Konuşmam biter bitmez Ela kucağımda kıpırdanıp ses çıkarttı.

Tunç dikiz aynasından Ela'ya baktı. "Sen de mi annen gibi düşünüyorsun dayıcığım?" diye sordu ve hemen ardından ekledi. "Tamam, Ahu bu kez daha sabırlı ve temkinli davranacağım."

"İnşallah dediğin gibi yaparsın abi."

Hiç umudum yoktu ama yine de bir tanecik abime inanmak istedim.

Geri kalan yolu sessizce bitirdiğimizde Tunç arabayı Birsen teyzelerin evinin önünde durdurdu. Arabadan inip benim kapımı açtı ve Ela'yı kucağımdan aldı. Ben arabadan inince Ela'yı kucağıma tekrar verdi ve o bagajdan Ela'nın çantasını aldı. Ben önde, Tunç arkamda eve doğru ilerledik ve ben kapının ziline bastım.

Kapının açılmasıyla "Sürpriz..." dedim. "Biz babaannemizi ziyarete geldik."

Birsen teyzenin yüzünde ki şaşkın ifade anlatılmaz yaşanırdı. Ela gözleri kocaman açılmış bir bana, bir kucağımdaki Ela'ya bir de arkamızda bekleyen Tunç'a kayıp duruyordu. Dudakları bir balık gibi o şeklini almıştı. Kesinlikle bizi karşısında görmeyi beklemiyordu.

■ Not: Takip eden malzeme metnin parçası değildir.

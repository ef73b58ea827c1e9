// entities.rs — entity lump parsing
//
// The entity lump is a sequence of `{ "key" "value" ... }` blocks. Broken
// blocks are dropped with a warning and parsing resumes at the next `{`.

use thiserror::Error;

use bspview_common::mathlib::Vec3;
use bspview_common::parse::{Token, Tokenizer};

#[derive(Error, Debug, Clone, PartialEq, Eq)]
pub enum EntityFault {
    #[error("block is missing its closing brace")]
    MissingCloseBrace,

    #[error("key \"{key}\" has no value")]
    OddTokenCount { key: String },

    #[error("unexpected \"{token}\" outside a block")]
    StrayToken { token: String },
}

/// A malformed entity block. The block is skipped.
#[derive(Error, Debug, Clone, PartialEq, Eq)]
#[error("entity text line {line}: {fault}")]
pub struct EntityParseWarning {
    /// Line the problem was detected on.
    pub line: usize,
    pub fault: EntityFault,
}

/// One entity: its key/value pairs in file order. A repeated key keeps its
/// first position and takes the last value.
#[derive(Debug, Clone, Default, PartialEq, Eq)]
pub struct EntityRecord {
    pairs: Vec<(String, String)>,
}

impl EntityRecord {
    pub fn new() -> Self {
        Self::default()
    }

    pub fn insert(&mut self, key: &str, value: &str) {
        match self.pairs.iter_mut().find(|(k, _)| k == key) {
            Some((_, v)) => *v = value.to_string(),
            None => self.pairs.push((key.to_string(), value.to_string())),
        }
    }

    pub fn get(&self, key: &str) -> Option<&str> {
        self.pairs
            .iter()
            .find(|(k, _)| k == key)
            .map(|(_, v)| v.as_str())
    }

    pub fn class_name(&self) -> Option<&str> {
        self.get("classname")
    }

    pub fn iter(&self) -> impl Iterator<Item = (&str, &str)> {
        self.pairs.iter().map(|(k, v)| (k.as_str(), v.as_str()))
    }

    pub fn len(&self) -> usize {
        self.pairs.len()
    }

    pub fn is_empty(&self) -> bool {
        self.pairs.is_empty()
    }

    fn vector(&self, key: &str) -> Option<Vec3> {
        let mut parts = self.get(key)?.split_whitespace().map(|p| p.parse::<f32>());
        let v = [parts.next()?.ok()?, parts.next()?.ok()?, parts.next()?.ok()?];
        Some(v)
    }

    pub fn origin(&self) -> Option<Vec3> {
        self.vector("origin")
    }

    /// Pitch, yaw, roll. A lone "angle" key is a yaw.
    pub fn angles(&self) -> Option<Vec3> {
        self.vector("angles").or_else(|| {
            let yaw = self.get("angle")?.trim().parse::<f32>().ok()?;
            Some([0.0, yaw, 0.0])
        })
    }

    /// Inline brush model referenced as "*N".
    pub fn model_index(&self) -> Option<usize> {
        self.get("model")?.strip_prefix('*')?.parse().ok()
    }
}

/// Parse the entity text into records plus a warning per dropped block.
pub fn parse_entities(text: &str) -> (Vec<EntityRecord>, Vec<EntityParseWarning>) {
    let mut tokens = Tokenizer::new(text);
    let mut records = Vec::new();
    let mut warnings = Vec::new();

    let mut next = tokens.next();
    while let Some(token) = next {
        match token {
            Token::OpenBrace => {
                next = parse_block(&mut tokens, &mut records, &mut warnings);
            }
            Token::CloseBrace | Token::Quoted(_) | Token::Word(_) => {
                // one warning for the whole run, up to the next block
                warnings.push(EntityParseWarning {
                    line: tokens.line(),
                    fault: EntityFault::StrayToken {
                        token: token.text().unwrap_or("}").to_string(),
                    },
                });
                next = tokens.find(|t| matches!(t, Token::OpenBrace));
            }
        }
    }

    (records, warnings)
}

/// Parse one block after its `{`. Returns the token that follows it, which
/// is the `{` of the next block when this one was left open.
fn parse_block<'a>(
    tokens: &mut Tokenizer<'a>,
    records: &mut Vec<EntityRecord>,
    warnings: &mut Vec<EntityParseWarning>,
) -> Option<Token<'a>> {
    let mut record = EntityRecord::new();
    let mut key: Option<&str> = None;

    loop {
        match tokens.next() {
            Some(Token::CloseBrace) => {
                match key {
                    Some(k) => warnings.push(EntityParseWarning {
                        line: tokens.line(),
                        fault: EntityFault::OddTokenCount { key: k.to_string() },
                    }),
                    None => records.push(record),
                }
                return tokens.next();
            }
            open @ Some(Token::OpenBrace) => {
                warnings.push(EntityParseWarning {
                    line: tokens.line(),
                    fault: EntityFault::MissingCloseBrace,
                });
                return open;
            }
            None => {
                warnings.push(EntityParseWarning {
                    line: tokens.line(),
                    fault: EntityFault::MissingCloseBrace,
                });
                return None;
            }
            Some(Token::Quoted(text)) | Some(Token::Word(text)) => match key.take() {
                Some(k) => record.insert(k, text),
                None => key = Some(text),
            },
        }
    }
}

"A-Ahu..?" dedi kekeleyerek. "Kızım geleceğinizi bilmiyordum." Kaçamak bakışlarla arkasını kontrol etti. "Keşke haber verseydiniz hazırlık yapardım."

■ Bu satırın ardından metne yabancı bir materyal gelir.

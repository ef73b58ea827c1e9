// mathlib.rs — vector helpers shared by the loader and scene builder

pub type Vec3 = [f32; 3];

pub const VEC3_ORIGIN: Vec3 = [0.0, 0.0, 0.0];

#[inline]
pub fn dot_product(a: &Vec3, b: &Vec3) -> f32 {
    a[0] * b[0] + a[1] * b[1] + a[2] * b[2]
}

#[inline]
pub fn vector_subtract(a: &Vec3, b: &Vec3) -> Vec3 {
    [a[0] - b[0], a[1] - b[1], a[2] - b[2]]
}

#[inline]
pub fn vector_add(a: &Vec3, b: &Vec3) -> Vec3 {
    [a[0] + b[0], a[1] + b[1], a[2] + b[2]]
}

/// veca + scale * vecb
#[inline]
pub fn vector_ma(veca: &Vec3, scale: f32, vecb: &Vec3) -> Vec3 {
    [
        veca[0] + scale * vecb[0],
        veca[1] + scale * vecb[1],
        veca[2] + scale * vecb[2],
    ]
}

/// Linear interpolation `a + (b - a) * t`.
#[inline]
pub fn vector_lerp(a: &Vec3, b: &Vec3, t: f32) -> Vec3 {
    [
        a[0] + (b[0] - a[0]) * t,
        a[1] + (b[1] - a[1]) * t,
        a[2] + (b[2] - a[2]) * t,
    ]
}

pub fn vector_length(v: &Vec3) -> f32 {
    dot_product(v, v).sqrt()
}

#[inline]
pub fn distance_squared(a: &Vec3, b: &Vec3) -> f32 {
    let d = vector_subtract(a, b);
    dot_product(&d, &d)
}

/// Normalizes in place and returns the original length. Zero vectors are left alone.
pub fn vector_normalize(v: &mut Vec3) -> f32 {
    let length = vector_length(v);
    if length != 0.0 {
        let ilength = 1.0 / length;
        v[0] *= ilength;
        v[1] *= ilength;
        v[2] *= ilength;
    }
    length
}

pub fn cross_product(v1: &Vec3, v2: &Vec3) -> Vec3 {
    [
        v1[1] * v2[2] - v1[2] * v2[1],
        v1[2] * v2[0] - v1[0] * v2[2],
        v1[0] * v2[1] - v1[1] * v2[0],
    ]
}

pub fn clear_bounds(mins: &mut Vec3, maxs: &mut Vec3) {
    *mins = [f32::MAX; 3];
    *maxs = [f32::MIN; 3];
}

pub fn add_point_to_bounds(v: &Vec3, mins: &mut Vec3, maxs: &mut Vec3) {
    for i in 0..3 {
        if v[i] < mins[i] {
            mins[i] = v[i];
        }
        if v[i] > maxs[i] {
            maxs[i] = v[i];
        }
    }
}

"Sürpriz yapmak istedim anne." İçeriye doğru bir adım attığımda Birsen teyze geçmem için kenara çekilmek yerine, elini kapıdan bile çekmedi. "İyi yaptınız kızım da—" Birsen teyzenin cümlesi Kenan amcanın "Birsen kim geldi?" diye sormasıyla yarım kaldı. Zaten çok geçmeden de Kenan amca merdivenlerden inerek yanımıza geldi.

"Ahu kızım." Kenan amcanın şaşkın gözleri kucağımda ki Ela'yı görmesiyle parladı. Hızlı adımlarla bana yaklaşıp "Ela'yı kucağımdan aldı. "Aman kim gelmiş evimize? Mis kokulu çiçeğim gelmiş." Bakışları beni buldu. "Niye burada duruyorsunuz? İçeriye geçin kızım."

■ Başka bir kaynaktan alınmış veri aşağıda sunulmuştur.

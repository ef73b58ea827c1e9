// Entry point — command-line map inspector
//
// bspview [-config <file>] [-entities] [+set <name> <value> ...] <map.bsp>
//
// Loads a map through the same queue/loader/publish path an interactive
// viewer uses, then prints what was built and every load issue.

use std::path::PathBuf;
use std::process::ExitCode;
use std::time::{Duration, Instant};

use tracing::{error, info, warn};
use tracing_subscriber::{layer::SubscriberExt, util::SubscriberInitExt, EnvFilter};

use bspview_common::cvar::{CvarContext, DEVELOPER};
use bspview_world::context::{AppContext, Command, FrameEvent};
use bspview_world::error::LoadReport;
use bspview_world::Scene;

const FRAME_MSEC: u64 = 10;
const LOAD_TIMEOUT: Duration = Duration::from_secs(300);

struct Options {
    config: Option<PathBuf>,
    list_entities: bool,
    map: PathBuf,
}

fn usage() -> ExitCode {
    eprintln!("usage: bspview [-config <file>] [-entities] [+set <name> <value> ...] <map.bsp>");
    ExitCode::from(2)
}

/// Split out our own switches; `+set` arguments are left for the cvars.
fn parse_options(args: &[String]) -> Option<(Options, Vec<String>)> {
    let mut config = None;
    let mut list_entities = false;
    let mut map = None;
    let mut rest = Vec::new();

    let mut i = 0;
    while i < args.len() {
        match args[i].as_str() {
            "-config" => {
                config = Some(PathBuf::from(args.get(i + 1)?));
                i += 2;
            }
            "-entities" => {
                list_entities = true;
                i += 1;
            }
            "+set" => {
                rest.extend(args.iter().skip(i).take(3).cloned());
                i += 3;
            }
            arg if arg.starts_with('-') || arg.starts_with('+') => {
                eprintln!("unknown option {}", arg);
                return None;
            }
            arg => {
                if map.replace(PathBuf::from(arg)).is_some() {
                    return None;
                }
                i += 1;
            }
        }
    }

    Some((
        Options {
            config,
            list_entities,
            map: map?,
        },
        rest,
    ))
}

fn init_logging(cvars: &CvarContext) {
    let filter = if let Ok(filter) = EnvFilter::try_from_default_env() {
        filter
    } else if cvars.variable_value(DEVELOPER) != 0.0 {
        EnvFilter::new("debug")
    } else {
        EnvFilter::new("info")
    };

    tracing_subscriber::registry()
        .with(filter)
        .with(tracing_subscriber::fmt::layer().with_target(false))
        .init();
}

fn print_scene(scene: &Scene, report: &LoadReport, list_entities: bool) {
    let stats = scene.stats();
    println!(
        "{} (version {}, revision {}, crc {:08x})",
        scene.name(),
        scene.version(),
        scene.revision(),
        scene.checksum()
    );
    println!("  vertices       {}", stats.vertices);
    println!("  faces          {} ({} resolved)", stats.faces, stats.resolved_faces);
    println!("  static meshes  {}", stats.static_meshes);
    println!("  displacements  {}", stats.displacement_meshes);
    println!("  triangles      {}", stats.triangles);
    println!("  leaves         {}", stats.leaves);
    println!("  clusters       {}", stats.clusters);
    println!("  entities       {}", stats.entities);

    if report.is_empty() {
        println!("no load issues");
    } else {
        println!("{} load issues:", report.len());
        for (kind, count) in report.counts() {
            println!("  {:<22} {}", kind.name(), count);
        }
    }

    if list_entities {
        for (i, entity) in scene.entities().iter().enumerate() {
            let class_name = entity.class_name().unwrap_or("<none>");
            match entity.origin() {
                Some(o) => println!("{:5} {} at ({} {} {})", i, class_name, o[0], o[1], o[2]),
                None => println!("{:5} {}", i, class_name),
            }
        }
    }
}

fn main() -> ExitCode {
    let args: Vec<String> = std::env::args().skip(1).collect();
    let Some((options, set_args)) = parse_options(&args) else {
        return usage();
    };

    let mut cvars = CvarContext::with_defaults();
    // config file first so +set on the command line overrides it
    let config_result = options.config.as_ref().map(|path| (path, cvars.exec_file(path)));
    let leftover = cvars.apply_command_line(&set_args);
    init_logging(&cvars);

    if let Some((path, result)) = config_result {
        match result {
            Ok(count) => info!("exec {}: {} variables set", path.display(), count),
            Err(e) => warn!("couldn't exec {}: {}", path.display(), e),
        }
    }
    for arg in leftover {
        warn!("ignored argument {}", arg);
    }

    let mut ctx = match AppContext::new(cvars) {
        Ok(ctx) => ctx,
        Err(e) => {
            error!("couldn't start the map loader: {}", e);
            return ExitCode::FAILURE;
        }
    };
    ctx.commands().send(Command::LoadPath(options.map.clone()));

    let deadline = Instant::now() + LOAD_TIMEOUT;
    while Instant::now() < deadline {
        for event in ctx.frame() {
            match event {
                FrameEvent::ScenePublished { report, .. } => {
                    if let Some(scene) = ctx.scene() {
                        print_scene(&scene, &report, options.list_entities);
                    }
                    return ExitCode::SUCCESS;
                }
                FrameEvent::LoadFailed { error, .. } => {
                    error!("{}", error);
                    return ExitCode::FAILURE;
                }
                FrameEvent::LoadCancelled { .. } | FrameEvent::SceneDiscarded { .. } => {
                    return ExitCode::FAILURE;
                }
                FrameEvent::LoadQueued { .. } | FrameEvent::LoadStarted { .. } => {}
                FrameEvent::CvarRejected { name } => warn!("{} is write protected", name),
            }
        }
        std::thread::sleep(Duration::from_millis(FRAME_MSEC));
    }

    error!("timed out loading {}", options.map.display());
    ExitCode::FAILURE
}

#[cfg(test)]
mod tests {
    use super::*;

    fn strings(args: &[&str]) -> Vec<String> {
        args.iter().map(|s| s.to_string()).collect()
    }

    #[test]
    fn options_and_set_args() {
        let args = strings(&["-config", "my.cfg", "+set", "r_novis", "1", "-entities", "maps/a.bsp"]);
        let (options, rest) = parse_options(&args).unwrap();
        assert_eq!(options.config, Some(PathBuf::from("my.cfg")));
        assert!(options.list_entities);
        assert_eq!(options.map, PathBuf::from("maps/a.bsp"));
        assert_eq!(rest, strings(&["+set", "r_novis", "1"]));
    }

    #[test]
    fn bad_options() {
        assert!(parse_options(&[]).is_none());
        assert!(parse_options(&strings(&["-config"])).is_none());
        assert!(parse_options(&strings(&["-bogus", "a.bsp"])).is_none());
        assert!(parse_options(&strings(&["a.bsp", "b.bsp"])).is_none());
    }
}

Birsen teyze Kenan amcanın sözlerinden sonra elini kapıdan çekti ve geçmemiz için geriye çekildi. Tunç'la birbirimize kısaca bakıp içeriye girdik. Sanırım Tunç'ta benim gibi Birsen teyzenin telaşlı ve tuhaf davranışlarını fark etmişti. Kenan amca kucağına aldığı Ela'yla salona doğru ilerlerken, bizde hemen arkasından yürüyorduk.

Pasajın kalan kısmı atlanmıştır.